= Stored items =
= Beginning of Section =
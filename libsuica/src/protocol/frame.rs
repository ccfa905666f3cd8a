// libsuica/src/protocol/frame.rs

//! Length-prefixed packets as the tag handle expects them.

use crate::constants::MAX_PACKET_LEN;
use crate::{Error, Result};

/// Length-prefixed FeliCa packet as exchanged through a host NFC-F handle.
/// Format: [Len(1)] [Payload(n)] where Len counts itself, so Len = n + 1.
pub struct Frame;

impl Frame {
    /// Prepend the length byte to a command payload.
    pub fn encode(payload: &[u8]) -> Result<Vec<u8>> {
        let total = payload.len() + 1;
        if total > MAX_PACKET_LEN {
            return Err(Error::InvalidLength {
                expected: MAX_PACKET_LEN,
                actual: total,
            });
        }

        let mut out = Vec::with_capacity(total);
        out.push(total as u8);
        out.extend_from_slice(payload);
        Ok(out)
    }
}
= End of Section =
From the entries above, extract every line where the word "protocol" appears.

= COMPLETED EXERCISE =
filename libsuica/src/protocol/frame.rs
// libsuica/src/protocol/frame.rs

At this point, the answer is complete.